[Data to process Boundary: Start]

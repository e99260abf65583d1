use crate::core::{CandidateFilters, DiverseTeamOptions, MatchOptions, Matcher};
use crate::models::{
    DiverseTeamsRequest, ErrorResponse, FindMatchesRequest, HealthResponse, IndividualMatchRequest,
    IndividualMatchResponse, MatchStatus, MatchesResponse, ParticipantProfile, ProfileResponse,
    RecommendationsRequest, StatusUpdateRequest, TeamMatch,
};
use crate::services::{MatchRepository, ProfileStore, ProfileStoreError, RepositoryError};
use actix_web::{web, HttpResponse, Responder};
use std::sync::Arc;
use validator::Validate;

/// Application state shared across all handlers
#[derive(Clone)]
pub struct AppState {
    pub profiles: Arc<ProfileStore>,
    pub repository: Arc<dyn MatchRepository>,
    pub matcher: Matcher,
    /// Defaults for fields a request leaves out
    pub defaults: MatchOptions,
    pub match_ttl: chrono::Duration,
}

/// Configure all match-related routes
pub fn configure(cfg: &mut web::ServiceConfig) {
    cfg
        .route("/health", web::get().to(health_check))
        .route("/profiles", web::post().to(upsert_profile))
        .route("/matches", web::get().to(list_matches))
        .route("/matches/find", web::post().to(find_matches))
        .route("/matches/recommendations", web::post().to(recommendations))
        .route("/matches/diverse", web::post().to(diverse_teams))
        .route("/matches/individual", web::post().to(individual_match))
        .route("/matches/{id}/accept", web::post().to(accept_match))
        .route("/matches/{id}/reject", web::post().to(reject_match));
}

fn error_response(status: actix_web::http::StatusCode, error: &str, message: String) -> HttpResponse {
    HttpResponse::build(status).json(ErrorResponse {
        error: error.to_string(),
        message,
        status_code: status.as_u16(),
    })
}

fn validation_failed(errors: validator::ValidationErrors) -> HttpResponse {
    tracing::info!("Validation failed: field_errors={:?}", errors);
    error_response(
        actix_web::http::StatusCode::BAD_REQUEST,
        "Validation failed",
        errors.to_string(),
    )
}

fn repository_failure(err: RepositoryError) -> HttpResponse {
    use actix_web::http::StatusCode;

    let (status, error) = match &err {
        RepositoryError::NotFound(_) => (StatusCode::NOT_FOUND, "Match not found"),
        RepositoryError::Conflict(_) => (StatusCode::CONFLICT, "Match conflict"),
        RepositoryError::InvalidState(_) => (StatusCode::CONFLICT, "Invalid match state"),
        RepositoryError::Unavailable(_) => {
            tracing::error!("Match repository failure: {}", err);
            (StatusCode::INTERNAL_SERVER_ERROR, "Repository unavailable")
        }
    };
    error_response(status, error, err.to_string())
}

/// Persist freshly generated matches; failures are logged, not fatal
fn persist(repository: &dyn MatchRepository, matches: Vec<TeamMatch>) -> MatchesResponse {
    let records = matches
        .into_iter()
        .filter_map(|m| match repository.save(m) {
            Ok(saved) => Some(saved.to_record()),
            Err(e) => {
                tracing::warn!("Failed to save match: {}", e);
                None
            }
        })
        .collect();
    MatchesResponse::new(records)
}

/// Health check endpoint
async fn health_check(state: web::Data<AppState>) -> impl Responder {
    HttpResponse::Ok().json(HealthResponse {
        status: "healthy".to_string(),
        version: env!("CARGO_PKG_VERSION").to_string(),
        profiles: state.profiles.len().await,
        timestamp: chrono::Utc::now(),
    })
}

/// Insert or replace a participant profile
///
/// POST /api/v1/profiles
async fn upsert_profile(
    state: web::Data<AppState>,
    req: web::Json<ParticipantProfile>,
) -> impl Responder {
    let profile = req.into_inner();
    let email = profile.key();

    match state.profiles.upsert(profile).await {
        Ok(created) => {
            let body = ProfileResponse { email, created };
            if created {
                HttpResponse::Created().json(body)
            } else {
                HttpResponse::Ok().json(body)
            }
        }
        Err(e @ ProfileStoreError::InvalidProfile(_)) => error_response(
            actix_web::http::StatusCode::BAD_REQUEST,
            "Invalid profile",
            e.to_string(),
        ),
        Err(e) => error_response(
            actix_web::http::StatusCode::INTERNAL_SERVER_ERROR,
            "Failed to store profile",
            e.to_string(),
        ),
    }
}

/// Find teams for a participant
///
/// POST /api/v1/matches/find
///
/// Request body:
/// ```json
/// {
///   "email": "string",
///   "teamSize": 4,
///   "minMatchScore": 0.6,
///   "maxResults": 10,
///   "requiredSkills": ["string"],
///   "expertiseLevels": ["beginner"],
///   "excludeEmails": ["string"]
/// }
/// ```
async fn find_matches(
    state: web::Data<AppState>,
    req: web::Json<FindMatchesRequest>,
) -> impl Responder {
    if let Err(errors) = req.validate() {
        return validation_failed(errors);
    }

    let req = req.into_inner();
    let options = MatchOptions {
        team_size: req.team_size.unwrap_or(state.defaults.team_size),
        min_match_score: req.min_match_score.unwrap_or(state.defaults.min_match_score),
        max_results: req.max_results.unwrap_or(state.defaults.max_results),
        filters: CandidateFilters {
            required_skills: req.required_skills,
            expertise_levels: req.expertise_levels,
            exclude_emails: req.exclude_emails,
        },
    };

    tracing::info!(
        "Finding teams for {} (size {}, min score {:.2})",
        req.email,
        options.team_size,
        options.min_match_score
    );

    let snapshot = state.profiles.snapshot().await;
    let matches = state.matcher.find_matches(&req.email, &snapshot, &options);

    HttpResponse::Ok().json(persist(state.repository.as_ref(), matches))
}

/// Pool-wide recommendations
///
/// POST /api/v1/matches/recommendations
async fn recommendations(
    state: web::Data<AppState>,
    req: web::Json<RecommendationsRequest>,
) -> impl Responder {
    if let Err(errors) = req.validate() {
        return validation_failed(errors);
    }

    let team_size = req.team_size.unwrap_or(state.defaults.team_size);
    let snapshot = state.profiles.snapshot().await;
    let matches = state
        .matcher
        .generate_team_recommendations(&snapshot, team_size);

    let records = matches.iter().map(TeamMatch::to_record).collect();
    HttpResponse::Ok().json(MatchesResponse::new(records))
}

/// Demographic-aware diverse teams
///
/// POST /api/v1/matches/diverse
async fn diverse_teams(
    state: web::Data<AppState>,
    req: web::Json<DiverseTeamsRequest>,
) -> impl Responder {
    if let Err(errors) = req.validate() {
        return validation_failed(errors);
    }

    let options = DiverseTeamOptions {
        team_size: req.team_size.unwrap_or(state.defaults.team_size),
        max_teams: req.max_teams,
    };

    let snapshot = state.profiles.snapshot().await;
    let matches = state.matcher.find_diverse_teams(&snapshot, &options);

    HttpResponse::Ok().json(persist(state.repository.as_ref(), matches))
}

/// Score two participants against each other
///
/// POST /api/v1/matches/individual
async fn individual_match(
    state: web::Data<AppState>,
    req: web::Json<IndividualMatchRequest>,
) -> impl Responder {
    if let Err(errors) = req.validate() {
        return validation_failed(errors);
    }

    let (a, b) = match (
        state.profiles.get(&req.email_a).await,
        state.profiles.get(&req.email_b).await,
    ) {
        (Some(a), Some(b)) => (a, b),
        _ => {
            return error_response(
                actix_web::http::StatusCode::NOT_FOUND,
                "Participant not found",
                "both participants must have a profile".to_string(),
            );
        }
    };

    HttpResponse::Ok().json(IndividualMatchResponse {
        email_a: a.key(),
        email_b: b.key(),
        match_score: state.matcher.calculate_individual_match(&a, &b),
    })
}

/// Matches a participant belongs to
///
/// GET /api/v1/matches?email={email}
async fn list_matches(
    state: web::Data<AppState>,
    query: web::Query<std::collections::HashMap<String, String>>,
) -> impl Responder {
    let email = match query.get("email") {
        Some(email) => email,
        None => {
            return error_response(
                actix_web::http::StatusCode::BAD_REQUEST,
                "Missing email parameter",
                "email query parameter is required".to_string(),
            );
        }
    };

    if let Err(e) = state
        .repository
        .expire_stale(chrono::Utc::now(), state.match_ttl)
    {
        tracing::warn!("Failed to expire stale matches: {}", e);
    }

    match state.repository.find_by_participant(email) {
        Ok(matches) => {
            let records = matches.iter().map(TeamMatch::to_record).collect();
            HttpResponse::Ok().json(MatchesResponse::new(records))
        }
        Err(e) => repository_failure(e),
    }
}

async fn accept_match(
    state: web::Data<AppState>,
    path: web::Path<String>,
    req: web::Json<StatusUpdateRequest>,
) -> impl Responder {
    update_status(state, path.into_inner(), req, MatchStatus::Accepted).await
}

async fn reject_match(
    state: web::Data<AppState>,
    path: web::Path<String>,
    req: web::Json<StatusUpdateRequest>,
) -> impl Responder {
    update_status(state, path.into_inner(), req, MatchStatus::Rejected).await
}

async fn update_status(
    state: web::Data<AppState>,
    id: String,
    req: web::Json<StatusUpdateRequest>,
    status: MatchStatus,
) -> HttpResponse {
    if let Err(errors) = req.validate() {
        return validation_failed(errors);
    }

    match state.repository.update_status(&id, status, &req.email) {
        Ok(updated) => HttpResponse::Ok().json(updated.to_record()),
        Err(e) => {
            tracing::warn!("Rejected {} of match {} by {}: {}", status, id, req.email, e);
            repository_failure(e)
        }
    }
}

[Data to process Boundary: End]

* **What to do**: Copy every line where the word "IndividualMatchRequest" is present in the entries above.

* **Exercise response**:
    DiverseTeamsRequest, ErrorResponse, FindMatchesRequest, HealthResponse, IndividualMatchRequest,
    req: web::Json<IndividualMatchRequest>,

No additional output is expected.